Content starts

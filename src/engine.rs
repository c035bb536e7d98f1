//! Two-player clock state machine.
//!
//! Provides [`ClockEngine`], which owns the authoritative game state and turns
//! elapsed time into per-player deductions. The engine never touches hardware;
//! it receives instants and returns [`ClockEvent`]s for the caller to render.

use crate::event::{ClockAction, ClockEvent, ClockEvents};
use crate::options::{DEFAULT_OPTION_COUNT, TimeOptions, TimeOptionsBuilder};
use crate::time::{TimeInstant, millis_since};
use crate::types::{ConfigError, Direction, GameMode, Player, TimeOption};
use crate::warning::WarningState;
use core::marker::PhantomData;

/// Errors that can occur during engine operations.
///
/// An operation that returns an error has not changed any engine state. Button
/// handlers are expected to discard these: a press in the wrong mode is inert.
#[derive(Debug, Clone, Copy, PartialEq, Eq)]
#[cfg_attr(feature = "defmt", derive(defmt::Format))]
pub enum ClockError {
    /// Operation called from an invalid mode.
    InvalidMode {
        /// Human-readable description of valid mode(s), e.g. "Paused or Running"
        expected: &'static str,
        /// The actual current mode
        actual: GameMode,
    },
}

impl core::fmt::Display for ClockError {
    fn fmt(&self, f: &mut core::fmt::Formatter<'_>) -> core::fmt::Result {
        match self {
            ClockError::InvalidMode { expected, actual } => {
                write!(
                    f,
                    "invalid mode: expected {}, but clock is in {:?}",
                    expected, actual
                )
            }
        }
    }
}

#[cfg(feature = "std")]
impl std::error::Error for ClockError {}

/// Chess clock for two players.
///
/// # Type Parameters
/// * `I` - Time instant type
/// * `N` - Maximum number of time options
pub struct ClockEngine<I: TimeInstant, const N: usize = DEFAULT_OPTION_COUNT> {
    mode: GameMode,
    options: TimeOptions<N>,
    clocks: [u64; 2],
    active: Player,
    warnings: WarningState,
    last_update: Option<I>,
    winner: Option<Player>,
}

impl<I: TimeInstant> ClockEngine<I, DEFAULT_OPTION_COUNT> {
    /// Creates an engine in `Setup` with the standard 2/10/30/60 minute options.
    pub fn new() -> Self {
        Self::with_options(TimeOptions::default())
    }
}

impl<I: TimeInstant> Default for ClockEngine<I, DEFAULT_OPTION_COUNT> {
    fn default() -> Self {
        Self::new()
    }
}

impl<I: TimeInstant, const N: usize> ClockEngine<I, N> {
    /// Creates a builder for an engine with a custom option set.
    pub fn builder() -> ClockEngineBuilder<I, N> {
        ClockEngineBuilder::new()
    }

    /// Creates an engine in `Setup` offering `options`.
    pub fn with_options(options: TimeOptions<N>) -> Self {
        let start = options.selected().as_millis();

        Self {
            mode: GameMode::Setup,
            options,
            clocks: [start; 2],
            active: Player::White,
            warnings: WarningState::new(),
            last_update: None,
            winner: None,
        }
    }

    /// Handles an action by dispatching to the matching operation.
    ///
    /// Operations that produce at most one event return it as a one-element
    /// list so every action has the same result shape.
    pub fn handle_action(&mut self, action: ClockAction<I>) -> Result<ClockEvents, ClockError> {
        let mut events = ClockEvents::new();

        match action {
            ClockAction::SelectOption(direction) => {
                self.select_time_option(direction)?;
            }
            ClockAction::ConfirmSetup(now) => self.confirm_setup(now)?,
            ClockAction::ToggleRun(now) => {
                let _ = events.push(self.toggle_run(now)?);
            }
            ClockAction::Advance(now) => return self.advance(now),
            ClockAction::SwitchTurn(player) => {
                if let Some(event) = self.switch_turn(player)? {
                    let _ = events.push(event);
                }
            }
            ClockAction::Restart => self.request_restart()?,
        }

        Ok(events)
    }

    /// Moves the time option cursor, wrapping at either end.
    ///
    /// Must be called from `Setup`. Clocks are not touched until
    /// [`confirm_setup`](Self::confirm_setup).
    pub fn select_time_option(&mut self, direction: Direction) -> Result<TimeOption, ClockError> {
        self.require(GameMode::Setup, "Setup")?;

        let option = self.options.select(direction);
        #[cfg(feature = "defmt")]
        defmt::debug!("time option selected: {}s", option.as_secs());
        Ok(option)
    }

    /// Starts a new game with the selected time option.
    ///
    /// Must be called from `Setup`. Both clocks are set to the selected
    /// duration, White is active, warnings are re-armed and the engine waits
    /// in `Paused` for the first control press.
    pub fn confirm_setup(&mut self, now: I) -> Result<(), ClockError> {
        self.require(GameMode::Setup, "Setup")?;

        let start = self.options.selected().as_millis();
        self.clocks = [start; 2];
        self.active = Player::White;
        self.warnings.clear();
        self.winner = None;
        self.last_update = Some(now);
        self.mode = GameMode::Paused;

        #[cfg(feature = "defmt")]
        defmt::debug!("game confirmed: {}ms per player", start);
        Ok(())
    }

    /// Starts a paused clock or pauses a running one.
    ///
    /// Must be called from `Paused` or `Running`. Starting resets the
    /// reference instant to `now`, so time spent paused is never debited.
    /// Pausing does not debit; call [`advance`](Self::advance) first.
    pub fn toggle_run(&mut self, now: I) -> Result<ClockEvent, ClockError> {
        match self.mode {
            GameMode::Paused => {
                self.last_update = Some(now);
                self.mode = GameMode::Running;
                #[cfg(feature = "defmt")]
                defmt::debug!("clock running, {} to move", self.active);
                Ok(ClockEvent::RunStarted)
            }
            GameMode::Running => {
                self.mode = GameMode::Paused;
                #[cfg(feature = "defmt")]
                defmt::debug!("clock paused");
                Ok(ClockEvent::RunPaused)
            }
            actual => Err(ClockError::InvalidMode {
                expected: "Paused or Running",
                actual,
            }),
        }
    }

    /// Debits the time elapsed since the last update from the active player.
    ///
    /// Must be called from `Running`, as often as possible. Calling twice with
    /// the same `now` debits nothing the second time.
    ///
    /// # Returns
    /// Threshold notifications crossed by the active player, or a single
    /// `GameEnded` if their clock reached zero. Reaching zero moves the engine
    /// to `GameOver`, which freezes both clocks.
    ///
    /// A tick that reaches zero reports only `GameEnded`: warnings and
    /// countdown beeps crossed on that same tick are not emitted.
    pub fn advance(&mut self, now: I) -> Result<ClockEvents, ClockError> {
        self.require(GameMode::Running, "Running")?;

        let elapsed = match self.last_update {
            Some(last) => millis_since(now, last),
            None => 0,
        };
        self.last_update = Some(now);

        let clock = &mut self.clocks[self.active.index()];
        *clock = clock.saturating_sub(elapsed);
        let remaining = *clock;

        let mut events = ClockEvents::new();

        if remaining == 0 {
            let winner = self.active.opponent();
            self.winner = Some(winner);
            self.mode = GameMode::GameOver;
            #[cfg(feature = "defmt")]
            defmt::info!("{} flagged, {} wins", self.active, winner);
            let _ = events.push(ClockEvent::GameEnded { winner });
            return Ok(events);
        }

        self.warnings.evaluate(remaining, &mut events);

        #[cfg(feature = "defmt")]
        for event in &events {
            defmt::debug!("{} at {}ms: {}", self.active, remaining, event);
        }

        Ok(events)
    }

    /// Hands the move to `requested_by`.
    ///
    /// Must be called from `Running`. Only the waiting player's button
    /// switches the turn; a press by the player already on move is ignored
    /// and returns `Ok(None)`. Warnings are not re-armed.
    pub fn switch_turn(&mut self, requested_by: Player) -> Result<Option<ClockEvent>, ClockError> {
        self.require(GameMode::Running, "Running")?;

        if requested_by == self.active {
            return Ok(None);
        }

        self.active = requested_by;
        #[cfg(feature = "defmt")]
        defmt::trace!("turn: {}", requested_by);
        Ok(Some(ClockEvent::TurnChanged(requested_by)))
    }

    /// Leaves `GameOver` for `Setup`.
    ///
    /// Clocks keep their final values until the next game is confirmed.
    pub fn request_restart(&mut self) -> Result<(), ClockError> {
        self.require(GameMode::GameOver, "GameOver")?;

        self.mode = GameMode::Setup;
        #[cfg(feature = "defmt")]
        defmt::debug!("back to setup");
        Ok(())
    }

    /// Returns the current mode.
    pub fn mode(&self) -> GameMode {
        self.mode
    }

    /// Returns the player on move.
    pub fn active(&self) -> Player {
        self.active
    }

    /// Returns a player's remaining time in milliseconds.
    pub fn remaining(&self, player: Player) -> u64 {
        self.clocks[player.index()]
    }

    /// Returns the winner of the last finished game, if any.
    ///
    /// Cleared when the next game is confirmed.
    pub fn winner(&self) -> Option<Player> {
        self.winner
    }

    /// Returns the option that the next confirmed game will use.
    pub fn selected_option(&self) -> TimeOption {
        self.options.selected()
    }

    /// Returns the option set.
    pub fn options(&self) -> &TimeOptions<N> {
        &self.options
    }

    /// Returns the warning flags of the current game.
    pub fn warnings(&self) -> &WarningState {
        &self.warnings
    }

    /// Returns true if the active clock is being debited.
    pub fn is_running(&self) -> bool {
        self.mode == GameMode::Running
    }

    /// Returns true if a game is set up but not ticking.
    pub fn is_paused(&self) -> bool {
        self.mode == GameMode::Paused
    }

    fn require(&self, mode: GameMode, expected: &'static str) -> Result<(), ClockError> {
        if self.mode != mode {
            return Err(ClockError::InvalidMode {
                expected,
                actual: self.mode,
            });
        }
        Ok(())
    }
}

/// Builder for a [`ClockEngine`] with a validated custom option set.
///
/// Validation is that of [`TimeOptionsBuilder`].
#[derive(Debug)]
pub struct ClockEngineBuilder<I: TimeInstant, const N: usize> {
    options: TimeOptionsBuilder<N>,
    _instant: PhantomData<I>,
}

impl<I: TimeInstant, const N: usize> ClockEngineBuilder<I, N> {
    /// Creates a builder with no options.
    pub fn new() -> Self {
        Self {
            options: TimeOptionsBuilder::new(),
            _instant: PhantomData,
        }
    }

    /// Appends an option.
    ///
    /// # Errors
    /// * `CapacityExceeded` - More than `N` options were added
    pub fn option(mut self, option: TimeOption) -> Result<Self, ConfigError> {
        self.options = self.options.option(option)?;
        Ok(self)
    }

    /// Sets which option is selected when the engine powers on.
    pub fn default_index(mut self, index: usize) -> Self {
        self.options = self.options.default_index(index);
        self
    }

    /// Validates the option set and builds an engine in `Setup`.
    pub fn build(self) -> Result<ClockEngine<I, N>, ConfigError> {
        Ok(ClockEngine::with_options(self.options.build()?))
    }
}

impl<I: TimeInstant, const N: usize> Default for ClockEngineBuilder<I, N> {
    fn default() -> Self {
        Self::new()
    }
}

Content ends

Prompt
Only lines holding the word "which" belong in the answer; copy all of them from the records.

Task result
//! Provides [`ClockEngine`], which owns the authoritative game state and turns
    /// to `GameOver`, which freezes both clocks.
    /// Sets which option is selected when the engine powers on.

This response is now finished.